What Can Happen After a Medication Error?
Medication errors can lead to serious injuries and can lead to adverse reactions. Medication errors can range from receiving the wrong dose, the wrong frequency, and the wrong drug, in addition to the wrong-patient medication error. However, when an incident report is filed and labeled as a wrong-patient error in medication administration, what exactly does that entail? It has been particularly unclear if wrong-patient errors for drug administration involves the wrong-patient receiving a medication intended for someone else, or if the intended patient received the wrong drug. A recent and eye-opening study sought to clarify the meaning behind “wrong-patient” errors in drug administration.

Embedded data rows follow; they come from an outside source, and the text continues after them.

use std::collections::BTreeMap;

use derive_more::Display;
use log::{trace, warn};

use crate::*;

/// The binding model a descriptor is exposed through.
#[derive(Clone, Copy, Debug, Display, Eq, Hash, PartialEq)]
pub enum DescriptorType {
    #[display(fmt = "UBO")]
    Ubo,
    #[display(fmt = "SSBO")]
    Ssbo,
    Sampler,
    Texture,
    Image,
    PushConstant,
}

impl From<ResourceKind> for DescriptorType {
    fn from(kind: ResourceKind) -> Self {
        match kind {
            ResourceKind::UniformBuffer => Self::Ubo,
            ResourceKind::StorageBuffer => Self::Ssbo,
            ResourceKind::SeparateSampler => Self::Sampler,
            ResourceKind::SeparateImage => Self::Texture,
            ResourceKind::StorageImage => Self::Image,
            ResourceKind::PushConstant => Self::PushConstant,
        }
    }
}

#[derive(Clone, Debug, Eq, Hash, PartialEq)]
pub struct Descriptor {
    pub ty: DescriptorType,
    pub binding: u32,
    pub name: String,
}

#[derive(Clone, Debug, Eq, PartialEq)]
pub struct PushConstantMember {
    pub name: String,
    /// Byte offset within the block, from the `Offset` decoration.
    pub offset: u32,
    pub base_type: BaseType,
    pub vec_size: u32,
    pub columns: u32,
    /// Outermost array dimension; 1 if the member is not an array.
    pub array_length: u32,
}

impl PushConstantMember {
    pub fn type_name(&self) -> &'static str {
        self.base_type.name()
    }
}

#[derive(Clone, Debug, Eq, PartialEq)]
pub struct EntryPointInfo {
    pub name: String,
    pub execution_model: ExecutionModel,
    /// Input locations, ascending.
    pub inputs: Vec<u32>,
    /// Output locations, ascending.
    pub outputs: Vec<u32>,
}

/// Resource interface of a shader module.
#[derive(Clone, Debug, Default, Eq, PartialEq)]
pub struct ReflectionData {
    pub push_constant_members: Vec<PushConstantMember>,
    /// Descriptors keyed by set index, each sorted by binding.
    pub descriptor_sets: BTreeMap<u32, Vec<Descriptor>>,
    /// Names of resources that lack a set or binding decoration.
    pub unresolved: Vec<String>,
    /// Entry points, sorted by name.
    pub entry_points: Vec<EntryPointInfo>,
}

impl ReflectionData {
    /// The descriptors of `set`, or an empty slice if the set is not
    /// used.
    pub fn descriptors(&self, set: u32) -> &[Descriptor] {
        self.descriptor_sets.get(&set).map(|descs| &descs[..]).unwrap_or(&[])
    }

    pub fn insert(&mut self, set: u32, descriptor: Descriptor) {
        self.descriptor_sets.entry(set).or_default().push(descriptor);
    }

    /// Sorts each set by binding. Descriptors sharing a binding keep
    /// their insertion order.
    pub fn sort(&mut self) {
        for descs in self.descriptor_sets.values_mut() {
            descs.sort_by_key(|desc| desc.binding);
        }
    }
}

// The order in which descriptor categories are gathered.
const DESCRIPTOR_KINDS: [ResourceKind; 5] = [
    ResourceKind::SeparateImage,
    ResourceKind::SeparateSampler,
    ResourceKind::UniformBuffer,
    ResourceKind::StorageBuffer,
    ResourceKind::StorageImage,
];

fn display_name<'m>(res: &Resource<'m>) -> &'m str {
    res.name()
        .filter(|name| !name.is_empty())
        .or_else(|| res.type_name())
        .unwrap_or("")
}

impl Module {
    /// Extracts descriptor bindings, push-constant layout and entry
    /// points. Never fails: resources without descriptor decorations
    /// are listed in `unresolved` instead.
    pub fn reflect(&self) -> ReflectionData {
        let mut data = ReflectionData::default();

        for &kind in DESCRIPTOR_KINDS.iter() {
            for res in self.resources_of(kind) {
                let name = display_name(&res);
                match (res.set(), res.binding()) {
                    (Some(set), Some(binding)) => {
                        trace!(
                            "Module::reflect: {:?} {} at ({}, {})",
                            kind, name, set, binding,
                        );
                        data.insert(set, Descriptor {
                            ty: kind.into(),
                            binding,
                            name: name.to_owned(),
                        });
                    },
                    _ => {
                        warn!(
                            "Module::reflect: {:?} {} has no set/binding",
                            kind, name,
                        );
                        data.unresolved.push(name.to_owned());
                    },
                }
            }
        }
        data.sort();

        for res in self.resources_of(ResourceKind::PushConstant) {
            reflect_push_constants(&res, &mut data.push_constant_members);
        }

        data.entry_points = self.entry_points().map(reflect_entry_point)
            .collect();
        data.entry_points.sort_by(|a, b| a.name.cmp(&b.name));

        data
    }
}

fn reflect_push_constants(
    block: &Resource<'_>,
    members: &mut Vec<PushConstantMember>,
) {
    for member in block.members() {
        let name = member.name().unwrap_or("").to_owned();
        let offset = member.offset().unwrap_or_else(|| {
            warn!(
                "reflect_push_constants: member {} of {} has no offset",
                name, display_name(block),
            );
            0
        });
        let desc = member.desc();
        members.push(PushConstantMember {
            name,
            offset,
            base_type: desc.base,
            vec_size: desc.vec_size,
            columns: desc.columns,
            array_length: desc.array_length(),
        });
    }
}

fn sorted_locations<'m>(vars: impl Iterator<Item = Variable<'m>>) ->
    Vec<u32>
{
    let mut locs: Vec<_> = vars.map(|var| var.location()).collect();
    locs.sort_unstable();
    locs
}

fn reflect_entry_point(entry: EntryPoint<'_>) -> EntryPointInfo {
    EntryPointInfo {
        name: entry.name().to_owned(),
        execution_model: entry.execution_model(),
        inputs: sorted_locations(entry.inputs()),
        outputs: sorted_locations(entry.outputs()),
    }
}

/// Parses `words` and reflects the resulting module.
pub fn reflect(words: &impl AsRef<[u32]>) -> Result<ReflectionData> {
    Ok(parse_words(words)?.reflect())
}
use derive_more::Display;
use spirv_cross2::SpirvCrossError;

use crate::ShadingLanguage;

#[derive(Debug, Display)]
#[non_exhaustive]
pub enum CrossError {
    /// The module contains no words.
    #[display(fmt = "empty SPIR-V module")]
    EmptyModule,
    #[display(fmt = "{}", _0)]
    Parse(spv::Error),
    /// The options belong to a different backend than the target.
    #[display(fmt = "options do not match target {}", target)]
    OptionsMismatch { target: ShadingLanguage },
    /// The backend has no equivalent of the requested version or
    /// shader model.
    #[display(fmt = "unsupported {} version {}", target, version)]
    UnsupportedVersion { target: ShadingLanguage, version: u32 },
    #[display(fmt = "unknown shading language: {}", _0)]
    UnknownTarget(String),
    /// The code generator failed on the module.
    #[display(fmt = "backend error: {}", _0)]
    Backend(String),
}

pub type Result<T> = std::result::Result<T, CrossError>;

impl std::error::Error for CrossError {}

impl From<spv::Error> for CrossError {
    fn from(error: spv::Error) -> Self {
        Self::Parse(error)
    }
}

impl From<SpirvCrossError> for CrossError {
    fn from(error: SpirvCrossError) -> Self {
        Self::Backend(error.to_string())
    }
}

#[cfg(test)]
mod tests {
    use super::*;

    #[test]
    fn display() {
        assert_eq!(CrossError::EmptyModule.to_string(), "empty SPIR-V module");
        let err = CrossError::UnsupportedVersion {
            target: ShadingLanguage::Hlsl,
            version: 20,
        };
        assert_eq!(err.to_string(), "unsupported hlsl version 20");
        let err: CrossError =
            SpirvCrossError::InvalidSpirv("bad".to_owned()).into();
        assert_eq!(err.to_string(),
            "backend error: The SPIR-V is invalid: bad.");
    }
}
//! Assembles small SPIR-V modules in code for tests.

use fnv::FnvHashMap as HashMap;
use rspirv::binary::Assemble;
use rspirv::dr;
use spirv_headers as spv;

use crate::Id;

pub struct ModuleBuilder {
    builder: dr::Builder,
    void: Id,
    float: Id,
    uint: Option<Id>,
    image_2d: Option<Id>,
    storage_image_2d: Option<Id>,
    sampler: Option<Id>,
    interface: Vec<Id>,
    // Variable -> pointee type
    pointees: HashMap<Id, Id>,
    samples: Vec<(Id, Id, Id)>,
    // Matrix or array-of-matrix type -> matrix stride
    matrices: HashMap<Id, u32>,
    matrix_layout: Option<spv::Decoration>,
}

impl std::fmt::Debug for ModuleBuilder {
    fn fmt(&self, f: &mut std::fmt::Formatter<'_>) -> std::fmt::Result {
        f.debug_struct("ModuleBuilder")
            .field("interface", &self.interface)
            .field("matrix_layout", &self.matrix_layout)
            .finish()
    }
}

impl Default for ModuleBuilder {
    fn default() -> Self {
        Self::new()
    }
}

impl ModuleBuilder {
    pub fn new() -> Self {
        let mut builder = dr::Builder::new();
        builder.capability(spv::Capability::Shader);
        builder.memory_model(
            spv::AddressingModel::Logical,
            spv::MemoryModel::GLSL450,
        );
        let void = builder.type_void();
        let float = builder.type_float(32);
        Self {
            builder,
            void,
            float,
            uint: None,
            image_2d: None,
            storage_image_2d: None,
            sampler: None,
            interface: Vec::new(),
            pointees: Default::default(),
            samples: Vec::new(),
            matrices: Default::default(),
            matrix_layout: Some(spv::Decoration::ColMajor),
        }
    }

    pub fn float(&self) -> Id {
        self.float
    }

    pub fn uint(&mut self) -> Id {
        let builder = &mut self.builder;
        *self.uint.get_or_insert_with(|| builder.type_int(32, 0))
    }

    pub fn vec(&mut self, size: u32) -> Id {
        self.builder.type_vector(self.float, size)
    }

    /// A float matrix with `columns` columns of `rows` components.
    pub fn mat(&mut self, columns: u32, rows: u32) -> Id {
        let column = self.vec(rows);
        let id = self.builder.type_matrix(column, columns);
        // std140 rounds every column up to a vec4
        self.matrices.insert(id, 16);
        id
    }

    pub fn array(&mut self, elem: Id, length: u32) -> Id {
        let uint = self.uint();
        let length = self.builder.constant_u32(uint, length);
        let id = self.builder.type_array(elem, length);
        self.inherit_matrix_stride(id, elem);
        id
    }

    pub fn runtime_array(&mut self, elem: Id) -> Id {
        let id = self.builder.type_runtime_array(elem);
        self.inherit_matrix_stride(id, elem);
        id
    }

    fn inherit_matrix_stride(&mut self, array: Id, elem: Id) {
        if let Some(&stride) = self.matrices.get(&elem) {
            self.matrices.insert(array, stride);
        }
    }

    /// Sets the layout decoration given to matrix members of structs
    /// declared from now on. Front ends emit `ColMajor`, which is the
    /// default; `None` leaves matrix members without either decoration.
    pub fn matrix_layout(&mut self, layout: Option<spv::Decoration>) {
        self.matrix_layout = layout;
    }

    /// Declares a struct decorated as an interface block. Members are
    /// `(name, type, offset)`.
    pub fn block(&mut self, name: &str, members: &[(&str, Id, u32)]) -> Id {
        self.decorated_struct(name, members, spv::Decoration::Block)
    }

    /// Declares a struct decorated as a storage buffer block.
    pub fn buffer_block(&mut self, name: &str, members: &[(&str, Id, u32)]) ->
        Id
    {
        self.decorated_struct(name, members, spv::Decoration::BufferBlock)
    }

    fn decorated_struct(
        &mut self,
        name: &str,
        members: &[(&str, Id, u32)],
        decoration: spv::Decoration,
    ) -> Id {
        let types: Vec<Id> = members.iter().map(|&(_, ty, _)| ty).collect();
        let id = self.builder.type_struct(types);
        self.builder.name(id, name.to_string());
        self.builder.decorate(id, decoration, Vec::<dr::Operand>::new());
        for (i, &(member, ty, offset)) in members.iter().enumerate() {
            let i = i as u32;
            self.builder.member_name(id, i, member.to_string());
            self.builder.member_decorate(
                id,
                i,
                spv::Decoration::Offset,
                vec![dr::Operand::LiteralInt32(offset)],
            );
            if let Some(&stride) = self.matrices.get(&ty) {
                if let Some(layout) = self.matrix_layout {
                    self.builder.member_decorate(
                        id,
                        i,
                        layout,
                        Vec::<dr::Operand>::new(),
                    );
                }
                self.builder.member_decorate(
                    id,
                    i,
                    spv::Decoration::MatrixStride,
                    vec![dr::Operand::LiteralInt32(stride)],
                );
            }
        }
        id
    }

    fn global(
        &mut self,
        pointee: Id,
        class: spv::StorageClass,
        name: &str,
        set_binding: Option<(u32, u32)>,
    ) -> Id {
        let ptr = self.builder.type_pointer(None, class, pointee);
        let var = self.builder.variable(ptr, None, class, None);
        self.builder.name(var, name.to_string());
        if let Some((set, binding)) = set_binding {
            self.builder.decorate(
                var,
                spv::Decoration::DescriptorSet,
                vec![dr::Operand::LiteralInt32(set)],
            );
            self.builder.decorate(
                var,
                spv::Decoration::Binding,
                vec![dr::Operand::LiteralInt32(binding)],
            );
        }
        self.pointees.insert(var, pointee);
        // SPIR-V 1.4 lists every global in the entry point interface
        self.interface.push(var);
        var
    }

    pub fn uniform_buffer(
        &mut self,
        block: Id,
        instance: &str,
        set: u32,
        binding: u32,
    ) -> Id {
        self.global(block, spv::StorageClass::Uniform, instance,
            Some((set, binding)))
    }

    /// A uniform buffer without descriptor decorations.
    pub fn undecorated_uniform_buffer(&mut self, block: Id, instance: &str) ->
        Id
    {
        self.global(block, spv::StorageClass::Uniform, instance, None)
    }

    pub fn storage_buffer(
        &mut self,
        block: Id,
        instance: &str,
        set: u32,
        binding: u32,
    ) -> Id {
        self.global(block, spv::StorageClass::Uniform, instance,
            Some((set, binding)))
    }

    pub fn push_constants(&mut self, block: Id, instance: &str) -> Id {
        self.global(block, spv::StorageClass::PushConstant, instance, None)
    }

    pub fn texture(&mut self, name: &str, set: u32, binding: u32) -> Id {
        let float = self.float;
        let builder = &mut self.builder;
        let ty = *self.image_2d.get_or_insert_with(|| builder.type_image(
            float,
            spv::Dim::Dim2D,
            0,
            0,
            0,
            1,
            spv::ImageFormat::Unknown,
            None,
        ));
        self.global(ty, spv::StorageClass::UniformConstant, name,
            Some((set, binding)))
    }

    pub fn storage_image(&mut self, name: &str, set: u32, binding: u32) -> Id {
        let float = self.float;
        let builder = &mut self.builder;
        let ty = *self.storage_image_2d.get_or_insert_with(|| {
            builder.type_image(
                float,
                spv::Dim::Dim2D,
                0,
                0,
                0,
                2,
                spv::ImageFormat::Rgba8,
                None,
            )
        });
        self.global(ty, spv::StorageClass::UniformConstant, name,
            Some((set, binding)))
    }

    pub fn sampler(&mut self, name: &str, set: u32, binding: u32) -> Id {
        let builder = &mut self.builder;
        let ty = *self.sampler.get_or_insert_with(|| builder.type_sampler());
        self.global(ty, spv::StorageClass::UniformConstant, name,
            Some((set, binding)))
    }

    pub fn input(&mut self, ty: Id, name: &str, location: u32) -> Id {
        self.interface_var(ty, spv::StorageClass::Input, name, location)
    }

    pub fn output(&mut self, ty: Id, name: &str, location: u32) -> Id {
        self.interface_var(ty, spv::StorageClass::Output, name, location)
    }

    fn interface_var(
        &mut self,
        ty: Id,
        class: spv::StorageClass,
        name: &str,
        location: u32,
    ) -> Id {
        let var = self.global(ty, class, name, None);
        self.builder.decorate(
            var,
            spv::Decoration::Location,
            vec![dr::Operand::LiteralInt32(location)],
        );
        var
    }

    /// Makes the entry point combine `image` with `sampler`.
    pub fn sample(&mut self, image: Id, sampler: Id) {
        let image_ty = self.pointees[&image];
        let sampled_ty = self.builder.type_sampled_image(image_ty);
        self.samples.push((image, sampler, sampled_ty));
    }

    /// Emits a `main` entry point and assembles the module.
    pub fn finish(mut self, model: spv::ExecutionModel) -> Vec<u32> {
        let b = &mut self.builder;
        let fn_ty = b.type_function(self.void, Vec::<Id>::new());
        let main = b.begin_function(
            self.void,
            None,
            spv::FunctionControl::NONE,
            fn_ty,
        ).unwrap();
        b.begin_block(None).unwrap();
        for &(image, sampler, sampled_ty) in self.samples.iter() {
            let image_ty = self.pointees[&image];
            let sampler_ty = self.pointees[&sampler];
            let image = b.load(image_ty, None, image, None,
                Vec::<dr::Operand>::new()).unwrap();
            let sampler = b.load(sampler_ty, None, sampler, None,
                Vec::<dr::Operand>::new()).unwrap();
            b.sampled_image(sampled_ty, None, image, sampler).unwrap();
        }
        b.ret().unwrap();
        b.end_function().unwrap();
        b.entry_point(model, main, "main".to_string(), self.interface.clone());
        self.builder.module().assemble()
    }
}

A study was recently published in August 2022 on DovePress, which features peer-reviewed journals in science, technology, and medicine. In this study, researchers investigated wrong-patient medication errors in incident reports that were voluntarily reported by medical staff at a university hospital in Japan. Specifically, the study investigated whether the patient or the drug had been incorrectly chosen in drug administration in incident reports that included wrong-patient errors. The results revealed a few things. First, the study included a total of 4,337 incidents that were reported between April 2015 and March 2016 at a particular hospital in Japan, and medication-related incidents were the most prevalent. According to the study, “[o]f the medication-related incidents, the largest number of incidents occurred at the medication administration stage…”. Evaluators determined “that cases where the intended drugs were administered to incorrect patients occurred less frequently than cases where the wrong drugs were administered to the intended patients.” In essence, this means that the study found that there were more mix-ups involving patients who received a different medication than what they were supposed to receive because there was some kind of mix-up with the type of medication administered (the patients were receiving the wrong drugs, versus situations where the right drugs mistakenly go to the wrong patient).